The task: Your task is to return the span of lines beginning at the one with "the configured defaults." and ending at the last line of the data, exactly as it stands.

Stored data entries
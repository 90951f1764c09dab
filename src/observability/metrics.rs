//! Metrics collection and exposition.
//!
//! # Responsibilities
//! - Define edge metrics (request counts, fallbacks, API failures, latency)
//! - Expose a Prometheus-compatible metrics endpoint
//!
//! # Metrics
//! - `edge_requests_total` (counter): requests by surface and route kind
//! - `edge_api_failures_total` (counter): failed outbound API calls
//! - `edge_content_fallbacks_total` (counter): responses served with defaults
//! - `edge_request_duration_seconds` (histogram): latency by surface
//!
//! # Design Decisions
//! - Low-overhead metric updates (atomic operations)
//! - Metric names are fixed; labels carry the variability

use std::net::SocketAddr;
use std::time::Duration;

use metrics_exporter_prometheus::PrometheusBuilder;

/// Install the Prometheus recorder and scrape endpoint. Failure to bind is
/// logged but does not take the service down.
pub fn init_metrics(addr: SocketAddr) {
    match PrometheusBuilder::new().with_http_listener(addr).install() {
        Ok(()) => tracing::info!(address = %addr, "Metrics endpoint listening"),
        Err(e) => tracing::error!(error = %e, "Failed to install metrics exporter"),
    }
}

/// Count an inbound request on one of the two surfaces.
pub fn request(surface: &'static str, route_kind: &'static str) {
    metrics::counter!(
        "edge_requests_total",
        "surface" => surface,
        "route" => route_kind,
    )
    .increment(1);
}

/// Count a failed outbound API call.
pub fn api_failure(surface: &'static str) {
    metrics::counter!("edge_api_failures_total", "surface" => surface).increment(1);
}

/// Count a response that degraded to the configured defaults.
pub fn content_fallback(surface: &'static str) {
    metrics::counter!("edge_content_fallbacks_total", "surface" => surface).increment(1);
}

/// Record how long a request took to serve.
pub fn request_duration(surface: &'static str, elapsed: Duration) {
    metrics::histogram!("edge_request_duration_seconds", "surface" => surface)
        .record(elapsed.as_secs_f64());
}
//! Routing subsystem.
//!
//! # Data Flow
//! ```text
//! URL path ("/@alice/mylib/tickets/42")
//!     → parser.rs (split, positional analysis)
//!     → route.rs (Route variant with identifiers)
//!     → dispatchers match exhaustively on the variant
//! ```
//!
//! # Design Decisions
//! - Parsing is total: unknown shapes become `NotFound`, never errors
//! - Pure functions over strings; no I/O, no state
//! - Deterministic: exactly one variant matches any given path

pub mod parser;
pub mod route;

pub use parser::parse_path;
pub use route::{BranchRef, DefinitionKind, Route};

Solution below:
/// Count a response that degraded to the configured defaults.
pub fn content_fallback(surface: &'static str) {
    metrics::counter!("edge_content_fallbacks_total", "surface" => surface).increment(1);
}

/// Record how long a request took to serve.
pub fn request_duration(surface: &'static str, elapsed: Duration) {
    metrics::histogram!("edge_request_duration_seconds", "surface" => surface)
        .record(elapsed.as_secs_f64());
}
//! Routing subsystem.
//!
//! # Data Flow
//! ```text
//! URL path ("/@alice/mylib/tickets/42")
//!     → parser.rs (split, positional analysis)
//!     → route.rs (Route variant with identifiers)
//!     → dispatchers match exhaustively on the variant
//! ```
//!
//! # Design Decisions
//! - Parsing is total: unknown shapes become `NotFound`, never errors
//! - Pure functions over strings; no I/O, no state
//! - Deterministic: exactly one variant matches any given path

pub mod parser;
pub mod route;

pub use parser::parse_path;
pub use route::{BranchRef, DefinitionKind, Route};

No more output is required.